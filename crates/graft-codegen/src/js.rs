//! JavaScript literal rendering shared by the emitters.

use serde_json::Value;

/// Render a single-quoted JavaScript string literal.
pub fn js_string(s: &str) -> String {
    let mut out = String::with_capacity(s.len() + 2);
    out.push('\'');
    for c in s.chars() {
        match c {
            '\\' => out.push_str("\\\\"),
            '\'' => out.push_str("\\'"),
            '\n' => out.push_str("\\n"),
            '\r' => out.push_str("\\r"),
            '\t' => out.push_str("\\t"),
            c => out.push(c),
        }
    }
    out.push('\'');
    out
}

/// Render an object key, quoting it only when it is not a plain identifier.
pub fn js_key(key: &str) -> String {
    let mut chars = key.chars();
    let is_identifier = chars
        .next()
        .map_or(false, |c| c.is_ascii_alphabetic() || c == '_' || c == '$')
        && chars.all(|c| c.is_ascii_alphanumeric() || c == '_' || c == '$');
    if is_identifier {
        key.to_string()
    } else {
        js_string(key)
    }
}

/// Convert JSON to a JavaScript expression.
pub fn json_to_js(value: &Value) -> String {
    match value {
        Value::Null => "null".to_string(),
        Value::Bool(b) => b.to_string(),
        Value::Number(n) => n.to_string(),
        Value::String(s) => js_string(s),
        Value::Array(arr) => {
            let items: Vec<String> = arr.iter().map(json_to_js).collect();
            format!("[{}]", items.join(", "))
        }
        Value::Object(obj) if obj.is_empty() => "{}".to_string(),
        Value::Object(obj) => {
            let items: Vec<String> = obj
                .iter()
                .map(|(k, v)| format!("{}: {}", js_key(k), json_to_js(v)))
                .collect();
            format!("{{ {} }}", items.join(", "))
        }
    }
}

/// A pixel quantity as JSON, integral when the value is whole.
pub fn number(value: f64) -> Value {
    if value.fract() == 0.0 && value.abs() < 1e15 {
        Value::from(value as i64)
    } else {
        Value::from(value)
    }
}

#[cfg(test)]
mod tests {
    use super::*;
    use serde_json::json;

    #[test]
    fn test_js_string_escapes() {
        assert_eq!(js_string("it's"), r"'it\'s'");
        assert_eq!(js_string("a\\b\nc"), r"'a\\b\nc'");
    }

    #[test]
    fn test_js_key() {
        assert_eq!(js_key("fontSize"), "fontSize");
        assert_eq!(js_key("brand-primary"), "'brand-primary'");
        assert_eq!(js_key("2xl"), "'2xl'");
    }

    #[test]
    fn test_json_to_js() {
        let value = json!({
            "shadowOffset": { "width": 0, "height": 2 },
            "fontFamily": "Inter",
            "sizes": [1, 2.5],
            "empty": {},
        });
        assert_eq!(
            json_to_js(&value),
            "{ shadowOffset: { width: 0, height: 2 }, fontFamily: 'Inter', sizes: [1, 2.5], empty: {} }"
        );
    }

    #[test]
    fn test_number_drops_trailing_zero() {
        assert_eq!(number(16.0).to_string(), "16");
        assert_eq!(number(1.5).to_string(), "1.5");
        assert_eq!(number(-4.0).to_string(), "-4");
    }
}
//! Mapping of converted component attributes to NativeWind utility classes.
//!
//! Each attribute group (layout, size, background, border, padding,
//! typography) is looked up independently in a fixed table. A table hit
//! becomes a utility class; a miss keeps the exact value as an inline style
//! entry so nothing is lost. Shadows have no class form in React Native and
//! are always inline.

use graft_core::{
    AlignItems, Border, ConvertedComponent, Dimension, FlexDirection, JustifyContent, Layout,
    Padding, Shadow, Size, TextAlign, Typography,
};
use indexmap::IndexMap;
use serde_json::Value;

use crate::js::{json_to_js, number};

/// Pixel value → Tailwind spacing key. Also used for sizing.
pub const SPACING_SCALE: &[(f64, &str)] = &[
    (0.0, "0"),
    (1.0, "px"),
    (2.0, "0.5"),
    (4.0, "1"),
    (6.0, "1.5"),
    (8.0, "2"),
    (10.0, "2.5"),
    (12.0, "3"),
    (14.0, "3.5"),
    (16.0, "4"),
    (20.0, "5"),
    (24.0, "6"),
    (28.0, "7"),
    (32.0, "8"),
    (36.0, "9"),
    (40.0, "10"),
    (44.0, "11"),
    (48.0, "12"),
    (56.0, "14"),
    (64.0, "16"),
    (80.0, "20"),
    (96.0, "24"),
];

pub const FONT_SIZE_SCALE: &[(f64, &str)] = &[
    (12.0, "xs"),
    (14.0, "sm"),
    (16.0, "base"),
    (18.0, "lg"),
    (20.0, "xl"),
    (24.0, "2xl"),
    (30.0, "3xl"),
    (36.0, "4xl"),
    (48.0, "5xl"),
    (60.0, "6xl"),
];

pub const FONT_WEIGHT_SCALE: &[(u16, &str)] = &[
    (100, "thin"),
    (200, "extralight"),
    (300, "light"),
    (400, "normal"),
    (500, "medium"),
    (600, "semibold"),
    (700, "bold"),
    (800, "extrabold"),
    (900, "black"),
];

/// Corner radius → complete class name.
pub const RADIUS_SCALE: &[(f64, &str)] = &[
    (0.0, "rounded-none"),
    (2.0, "rounded-sm"),
    (4.0, "rounded"),
    (6.0, "rounded-md"),
    (8.0, "rounded-lg"),
    (12.0, "rounded-xl"),
    (16.0, "rounded-2xl"),
    (24.0, "rounded-3xl"),
    (9999.0, "rounded-full"),
];

/// Border width → complete class name.
pub const BORDER_WIDTH_SCALE: &[(f64, &str)] = &[
    (0.0, "border-0"),
    (1.0, "border"),
    (2.0, "border-2"),
    (4.0, "border-4"),
    (8.0, "border-8"),
];

/// Uppercase `#RRGGBB` → Tailwind palette name.
pub const COLOR_PALETTE: &[(&str, &str)] = &[
    ("#FFFFFF", "white"),
    ("#000000", "black"),
    ("#F9FAFB", "gray-50"),
    ("#F3F4F6", "gray-100"),
    ("#E5E7EB", "gray-200"),
    ("#D1D5DB", "gray-300"),
    ("#9CA3AF", "gray-400"),
    ("#6B7280", "gray-500"),
    ("#4B5563", "gray-600"),
    ("#374151", "gray-700"),
    ("#1F2937", "gray-800"),
    ("#111827", "gray-900"),
    ("#EF4444", "red-500"),
    ("#DC2626", "red-600"),
    ("#F97316", "orange-500"),
    ("#EAB308", "yellow-500"),
    ("#22C55E", "green-500"),
    ("#16A34A", "green-600"),
    ("#3B82F6", "blue-500"),
    ("#2563EB", "blue-600"),
    ("#6366F1", "indigo-500"),
    ("#A855F7", "purple-500"),
    ("#EC4899", "pink-500"),
];

const TOLERANCE: f64 = 1e-6;

/// Inline style entries in emission order.
pub type InlineStyle = IndexMap<String, Value>;

/// Classes plus inline leftovers for one component.
#[derive(Debug, Clone, PartialEq, Default)]
pub struct StyleMapping {
    /// Space-separated utility classes.
    pub class_name: String,
    /// Values with no table entry, kept exact.
    pub inline_style: Option<InlineStyle>,
}

impl StyleMapping {
    pub fn is_empty(&self) -> bool {
        self.class_name.is_empty() && self.inline_style.is_none()
    }

    /// The inline style as a JavaScript object literal, e.g. `{ gap: 13 }`.
    pub fn inline_js(&self) -> Option<String> {
        self.inline_style.as_ref().map(|style| {
            let object = style
                .iter()
                .map(|(k, v)| (k.clone(), v.clone()))
                .collect::<serde_json::Map<_, _>>();
            json_to_js(&Value::Object(object))
        })
    }
}

/// Map every attribute group of a component to classes and inline styles.
pub fn map_styles(component: &ConvertedComponent) -> StyleMapping {
    let mut builder = StyleBuilder::default();

    if let Some(ref layout) = component.layout {
        builder.layout(layout);
    }
    if let Some(ref size) = component.size {
        builder.size(size);
    }
    if let Some(ref hex) = component.background_color {
        builder.color("bg", hex, "backgroundColor");
    }
    if let Some(ref border) = component.border {
        builder.border(border);
    }
    if let Some(ref padding) = component.padding {
        builder.padding(padding);
    }
    if let Some(ref typography) = component.typography {
        builder.typography(typography);
    }
    if let Some(ref shadow) = component.shadow {
        builder.shadow(shadow);
    }

    builder.finish()
}

/// Tailwind spacing key for an exact pixel value.
pub fn spacing_key(px: f64) -> Option<&'static str> {
    lookup(SPACING_SCALE, px)
}

/// Palette name for a hex color; case and a missing `#` are tolerated.
pub fn palette_name(hex: &str) -> Option<&'static str> {
    let hex = hex.trim();
    let normalized = format!("#{}", hex.trim_start_matches('#').to_ascii_uppercase());
    COLOR_PALETTE
        .iter()
        .find(|(candidate, _)| *candidate == normalized)
        .map(|(_, name)| *name)
}

fn lookup(table: &'static [(f64, &'static str)], value: f64) -> Option<&'static str> {
    table
        .iter()
        .find(|(px, _)| (px - value).abs() < TOLERANCE)
        .map(|(_, key)| *key)
}

#[derive(Default)]
struct StyleBuilder {
    classes: Vec<String>,
    inline: InlineStyle,
}

impl StyleBuilder {
    fn class(&mut self, class: impl Into<String>) {
        self.classes.push(class.into());
    }

    fn inline(&mut self, key: &str, value: Value) {
        self.inline.insert(key.to_string(), value);
    }

    /// Spacing-scale lookup: `<prefix>-<key>` on a hit, inline px on a miss.
    fn scaled(&mut self, prefix: &str, px: f64, style_key: &str) {
        match spacing_key(px) {
            Some(key) => self.class(format!("{}-{}", prefix, key)),
            None => self.inline(style_key, number(px)),
        }
    }

    fn color(&mut self, prefix: &str, hex: &str, style_key: &str) {
        match palette_name(hex) {
            Some(name) => self.class(format!("{}-{}", prefix, name)),
            None => self.inline(style_key, Value::String(hex.to_string())),
        }
    }

    fn layout(&mut self, layout: &Layout) {
        self.class(match layout.flex_direction {
            FlexDirection::Row => "flex-row",
            FlexDirection::Column => "flex-col",
        });

        // flex-start and stretch are React Native defaults.
        match layout.justify_content {
            JustifyContent::FlexStart => {}
            JustifyContent::Center => self.class("justify-center"),
            JustifyContent::FlexEnd => self.class("justify-end"),
            JustifyContent::SpaceBetween => self.class("justify-between"),
        }
        match layout.align_items {
            AlignItems::Stretch => {}
            AlignItems::FlexStart => self.class("items-start"),
            AlignItems::Center => self.class("items-center"),
            AlignItems::FlexEnd => self.class("items-end"),
            AlignItems::Baseline => self.class("items-baseline"),
        }

        if let Some(gap) = layout.gap {
            self.scaled("gap", gap, "gap");
        }
    }

    fn size(&mut self, size: &Size) {
        for (prefix, dimension, style_key) in
            [("w", size.width, "width"), ("h", size.height, "height")]
        {
            match dimension {
                Dimension::Full => self.class(format!("{}-full", prefix)),
                Dimension::Px(px) => self.scaled(prefix, px, style_key),
            }
        }
    }

    fn border(&mut self, border: &Border) {
        if let Some(width) = border.width {
            match lookup(BORDER_WIDTH_SCALE, width) {
                Some(class) => self.class(class),
                None => self.inline("borderWidth", number(width)),
            }
        }
        if let Some(radius) = border.radius {
            match lookup(RADIUS_SCALE, radius) {
                Some(class) => self.class(class),
                None => self.inline("borderRadius", number(radius)),
            }
        }
        if let Some(ref hex) = border.color {
            self.color("border", hex, "borderColor");
        }
    }

    fn padding(&mut self, padding: &Padding) {
        let Padding {
            top,
            right,
            bottom,
            left,
        } = *padding;

        if top == right && right == bottom && bottom == left {
            if top != 0.0 {
                self.scaled("p", top, "padding");
            }
        } else if top == bottom && left == right {
            if left != 0.0 {
                self.scaled("px", left, "paddingHorizontal");
            }
            if top != 0.0 {
                self.scaled("py", top, "paddingVertical");
            }
        } else {
            for (prefix, value, style_key) in [
                ("pt", top, "paddingTop"),
                ("pr", right, "paddingRight"),
                ("pb", bottom, "paddingBottom"),
                ("pl", left, "paddingLeft"),
            ] {
                if value != 0.0 {
                    self.scaled(prefix, value, style_key);
                }
            }
        }
    }

    fn typography(&mut self, typography: &Typography) {
        if let Some(size) = typography.font_size {
            match lookup(FONT_SIZE_SCALE, size) {
                Some(key) => self.class(format!("text-{}", key)),
                None => self.inline("fontSize", number(size)),
            }
        }

        if let Some(ref weight) = typography.font_weight {
            let class = weight.parse::<u16>().ok().and_then(|w| {
                FONT_WEIGHT_SCALE
                    .iter()
                    .find(|(candidate, _)| *candidate == w)
                    .map(|(_, name)| *name)
            });
            match class {
                Some(name) => self.class(format!("font-{}", name)),
                None => self.inline("fontWeight", Value::String(weight.clone())),
            }
        }

        match typography.text_align {
            TextAlign::Left => {}
            TextAlign::Center => self.class("text-center"),
            TextAlign::Right => self.class("text-right"),
            TextAlign::Justify => self.class("text-justify"),
        }

        if let Some(ref hex) = typography.color {
            self.color("text", hex, "color");
        }
        if let Some(ref family) = typography.font_family {
            self.inline("fontFamily", Value::String(family.clone()));
        }
        if let Some(line_height) = typography.line_height {
            self.inline("lineHeight", number(line_height));
        }
        if let Some(spacing) = typography.letter_spacing {
            self.inline("letterSpacing", number(spacing));
        }
    }

    fn shadow(&mut self, shadow: &Shadow) {
        self.inline("shadowColor", Value::String(shadow.color.clone()));
        let mut offset = serde_json::Map::new();
        offset.insert("width".to_string(), number(shadow.offset_x));
        offset.insert("height".to_string(), number(shadow.offset_y));
        self.inline("shadowOffset", Value::Object(offset));
        self.inline("shadowOpacity", number(shadow.opacity));
        self.inline("shadowRadius", number(shadow.radius));
        // Android ignores the shadow* props.
        self.inline("elevation", number(shadow.radius.round()));
    }

    fn finish(self) -> StyleMapping {
        StyleMapping {
            class_name: self.classes.join(" "),
            inline_style: (!self.inline.is_empty()).then_some(self.inline),
        }
    }
}
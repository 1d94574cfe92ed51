//! React Native generator styled with NativeWind classes.

use std::collections::HashSet;

use convert_case::{Case, Casing};
use graft_core::{AssetRequest, ConvertedComponent, DesignTokenSet, FileKind, GeneratedFile};
use tracing::debug;

use super::{CodeGenerator, CodegenOptions, GeneratedProject, ProjectOptions};
use crate::error::{CodegenError, Result};
use crate::jsx::{emit_at, primitives_used};
use crate::theme::emit_theme;

pub const THEME_PATH: &str = "tailwind.config.js";
pub const TOKENS_PATH: &str = "design-tokens.json";
pub const ASSET_MANIFEST_PATH: &str = "assets/manifest.json";

/// React Native code generator.
pub struct ReactNativeGenerator {
    options: CodegenOptions,
}

impl ReactNativeGenerator {
    /// Create a generator with default options (TypeScript components).
    pub fn new() -> Self {
        Self::with_options(CodegenOptions::default())
    }

    pub fn with_options(options: CodegenOptions) -> Self {
        Self { options }
    }

    pub fn options(&self) -> &CodegenOptions {
        &self.options
    }

    fn ext(&self) -> &'static str {
        if self.options.typescript {
            "tsx"
        } else {
            "jsx"
        }
    }

    /// Source for one component or screen file.
    fn component_file(&self, component: &ConvertedComponent, name: &str) -> String {
        let mut lines = Vec::new();

        lines.push("import React from 'react';".to_string());
        let primitives: Vec<&str> = primitives_used(component)
            .into_iter()
            .map(|p| p.tag())
            .collect();
        lines.push(format!(
            "import {{ {} }} from 'react-native';",
            primitives.join(", ")
        ));
        lines.push(String::new());

        let export = if self.options.screens {
            "export default function"
        } else {
            "export function"
        };
        lines.push(format!("{} {}() {{", export, name));
        lines.push("  return (".to_string());
        lines.push(emit_at(component, 4));
        lines.push("  );".to_string());
        lines.push("}".to_string());

        if !self.options.screens {
            lines.push(String::new());
            lines.push(format!("export default {};", name));
        }
        lines.push(String::new());

        lines.join("\n")
    }

    /// Output path for a component. Screen stems are deduplicated in
    /// `stems`, component names already are.
    fn file_path(
        &self,
        component: &ConvertedComponent,
        name: &str,
        stems: &mut HashSet<String>,
    ) -> (String, FileKind) {
        if self.options.screens {
            let stem = unique_name(screen_file_stem(&component.name), stems);
            (
                format!("{}/{}.{}", self.options.screens_dir, stem, self.ext()),
                FileKind::Screen,
            )
        } else {
            (
                format!("{}/{}.{}", self.options.components_dir, name, self.ext()),
                FileKind::Component,
            )
        }
    }

    fn collect_assets(&self, component: &ConvertedComponent, assets: &mut Vec<AssetRequest>) {
        if component.omitted {
            return;
        }
        if let Some(ref image_ref) = component.image_ref {
            if !assets.iter().any(|a| a.node_id == component.id) {
                assets.push(AssetRequest {
                    node_id: component.id.clone(),
                    image_ref: image_ref.clone(),
                    scale: self.options.asset_scale,
                });
            }
        }
        for child in &component.children {
            self.collect_assets(child, assets);
        }
    }
}

impl Default for ReactNativeGenerator {
    fn default() -> Self {
        Self::new()
    }
}

impl CodeGenerator for ReactNativeGenerator {
    fn framework_name(&self) -> &'static str {
        "React Native"
    }

    fn generate_component(&self, component: &ConvertedComponent) -> Result<String> {
        Ok(self.component_file(component, &component_name(&component.name)))
    }

    fn generate_design_system(&self, tokens: &DesignTokenSet) -> Result<String> {
        Ok(emit_theme(tokens))
    }

    fn generate_project(&self, project: &ProjectOptions) -> Result<GeneratedProject> {
        if project.components.is_empty() && project.tokens.is_none() {
            return Err(CodegenError::EmptyProject);
        }

        let mut files = Vec::new();

        if let Some(ref tokens) = project.tokens {
            files.push(GeneratedFile::new(
                THEME_PATH,
                self.generate_design_system(tokens)?,
                FileKind::Theme,
            ));
            if self.options.token_json {
                files.push(GeneratedFile::new(TOKENS_PATH, tokens.to_json()?, FileKind::Theme));
            }
        }

        let mut taken = HashSet::new();
        let mut stems = HashSet::new();
        let mut assets = Vec::new();
        for component in &project.components {
            let name = unique_name(component_name(&component.name), &mut taken);
            let (path, kind) = self.file_path(component, &name, &mut stems);
            files.push(GeneratedFile::new(
                path,
                self.component_file(component, &name),
                kind,
            ));
            self.collect_assets(component, &mut assets);
        }

        if !assets.is_empty() {
            files.push(GeneratedFile::new(
                ASSET_MANIFEST_PATH,
                serde_json::to_string_pretty(&assets)?,
                FileKind::Asset,
            ));
        }

        debug!(
            files = files.len(),
            assets = assets.len(),
            framework = self.framework_name(),
            "generated project"
        );

        Ok(GeneratedProject { files, assets })
    }
}

/// PascalCase identifier for a component, e.g. `"Home / Header"` → `HomeHeader`.
pub fn component_name(name: &str) -> String {
    let pascal = words(name).to_case(Case::Pascal);
    if pascal.is_empty() {
        "Component".to_string()
    } else if pascal.starts_with(|c: char| c.is_ascii_digit()) {
        format!("Component{}", pascal)
    } else {
        pascal
    }
}

/// kebab-case file stem for a routed screen, e.g. `"Home Screen"` → `home-screen`.
pub fn screen_file_stem(name: &str) -> String {
    let kebab = words(name).to_case(Case::Kebab);
    if kebab.is_empty() {
        "screen".to_string()
    } else {
        kebab
    }
}

fn words(name: &str) -> String {
    name.chars()
        .map(|c| if c.is_ascii_alphanumeric() { c } else { ' ' })
        .collect::<String>()
        .split_whitespace()
        .collect::<Vec<_>>()
        .join(" ")
}

fn unique_name(base: String, taken: &mut HashSet<String>) -> String {
    let mut candidate = base.clone();
    let mut n = 2;
    while !taken.insert(candidate.clone()) {
        candidate = format!("{}{}", base, n);
        n += 1;
    }
    candidate
}

#[cfg(test)]
mod tests {
    use super::*;
    use graft_core::{ComponentType, SpacingToken};

    fn text(id: &str, content: &str) -> ConvertedComponent {
        let mut component = ConvertedComponent::new(id, content, ComponentType::Text);
        component.text = Some(content.to_string());
        component
    }

    fn screen() -> ConvertedComponent {
        ConvertedComponent::new("1:1", "Home Screen", ComponentType::Frame)
            .with_child(text("1:2", "Hello"))
    }

    #[test]
    fn test_generate_component() {
        let gen = ReactNativeGenerator::new();
        let code = gen.generate_component(&screen()).unwrap();
        insta::assert_snapshot!(code.trim_end(), @r###"
        import React from 'react';
        import { Text, View } from 'react-native';

        export function HomeScreen() {
          return (
            <View testID="1:1">
              <Text testID="1:2">Hello</Text>
            </View>
          );
        }

        export default HomeScreen;
        "###);
    }

    #[test]
    fn test_screen_mode() {
        let gen = ReactNativeGenerator::with_options(CodegenOptions {
            screens: true,
            ..Default::default()
        });
        let project = gen
            .generate_project(&ProjectOptions {
                components: vec![screen()],
                tokens: None,
            })
            .unwrap();
        assert_eq!(project.files.len(), 1);
        assert_eq!(project.files[0].path, "app/home-screen.tsx");
        assert_eq!(project.files[0].kind, FileKind::Screen);
        assert!(project.files[0]
            .content
            .contains("export default function HomeScreen() {"));
    }

    #[test]
    fn test_generate_project_files() {
        let gen = ReactNativeGenerator::new();
        let mut tokens = DesignTokenSet::new();
        tokens.spacing.push(SpacingToken {
            name: "spacing-16".into(),
            value: 16.0,
        });
        let mut hero = ConvertedComponent::new("2:1", "Hero", ComponentType::Image);
        hero.image_ref = Some("img-1".into());

        let project = gen
            .generate_project(&ProjectOptions {
                components: vec![screen(), hero],
                tokens: Some(tokens),
            })
            .unwrap();

        let paths: Vec<&str> = project.files.iter().map(|f| f.path.as_str()).collect();
        assert_eq!(
            paths,
            vec![
                THEME_PATH,
                TOKENS_PATH,
                "components/HomeScreen.tsx",
                "components/Hero.tsx",
                ASSET_MANIFEST_PATH,
            ]
        );
        assert_eq!(project.assets.len(), 1);
        assert_eq!(project.assets[0].scale, 2);

        let manifest: serde_json::Value =
            serde_json::from_str(&project.files[4].content).unwrap();
        assert_eq!(manifest[0]["nodeId"], "2:1");
        assert_eq!(manifest[0]["imageRef"], "img-1");
    }

    #[test]
    fn test_javascript_extension_and_no_token_json() {
        let gen = ReactNativeGenerator::with_options(CodegenOptions {
            typescript: false,
            token_json: false,
            ..Default::default()
        });
        let project = gen
            .generate_project(&ProjectOptions {
                components: vec![screen()],
                tokens: Some(DesignTokenSet::new()),
            })
            .unwrap();
        let paths: Vec<&str> = project.files.iter().map(|f| f.path.as_str()).collect();
        assert_eq!(paths, vec![THEME_PATH, "components/HomeScreen.jsx"]);
    }

    #[test]
    fn test_duplicate_names_get_suffixes() {
        let gen = ReactNativeGenerator::new();
        let card = || ConvertedComponent::new("3:1", "Card", ComponentType::Frame);
        let project = gen
            .generate_project(&ProjectOptions {
                components: vec![card(), card(), card()],
                tokens: None,
            })
            .unwrap();
        let paths: Vec<&str> = project.files.iter().map(|f| f.path.as_str()).collect();
        assert_eq!(
            paths,
            vec!["components/Card.tsx", "components/Card2.tsx", "components/Card3.tsx"]
        );
    }

    #[test]
    fn test_duplicate_screens_get_distinct_files() {
        let gen = ReactNativeGenerator::with_options(CodegenOptions {
            screens: true,
            ..Default::default()
        });
        let home = || ConvertedComponent::new("5:1", "Home", ComponentType::Frame);
        let project = gen
            .generate_project(&ProjectOptions {
                components: vec![home(), home()],
                tokens: None,
            })
            .unwrap();
        let paths: Vec<&str> = project.files.iter().map(|f| f.path.as_str()).collect();
        assert_eq!(paths, vec!["app/home.tsx", "app/home2.tsx"]);
        assert!(project.files[1]
            .content
            .contains("export default function Home2() {"));
    }

    #[test]
    fn test_hidden_images_are_not_requested() {
        let gen = ReactNativeGenerator::new();
        let root = ConvertedComponent::new("4:1", "Gallery", ComponentType::Frame)
            .with_child(ConvertedComponent::omitted("4:2", "Hidden photo"));
        let project = gen
            .generate_project(&ProjectOptions {
                components: vec![root],
                tokens: None,
            })
            .unwrap();
        assert!(project.assets.is_empty());
        assert_eq!(project.files.len(), 1);
    }

    #[test]
    fn test_empty_project_is_an_error() {
        let gen = ReactNativeGenerator::new();
        let result = gen.generate_project(&ProjectOptions::default());
        assert!(matches!(result, Err(CodegenError::EmptyProject)));
    }

    #[test]
    fn test_component_names() {
        assert_eq!(component_name("Home / Header"), "HomeHeader");
        assert_eq!(component_name("primary button"), "PrimaryButton");
        assert_eq!(component_name("!!!"), "Component");
        assert_eq!(screen_file_stem("Home Screen"), "home-screen");
        assert_eq!(screen_file_stem(""), "screen");
    }

    #[test]
    fn test_project_output_is_deterministic() {
        let gen = ReactNativeGenerator::new();
        let project = ProjectOptions {
            components: vec![screen()],
            tokens: Some(DesignTokenSet::new()),
        };
        let first = gen.generate_project(&project).unwrap();
        let second = gen.generate_project(&project).unwrap();
        assert_eq!(first.files, second.files);
    }
}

| Brief |
Please show, exactly as written, every line above that contains the word "bottom".

| Solved problem |
            bottom,
        if top == right && right == bottom && bottom == left {
        } else if top == bottom && left == right {
                ("pb", bottom, "paddingBottom"),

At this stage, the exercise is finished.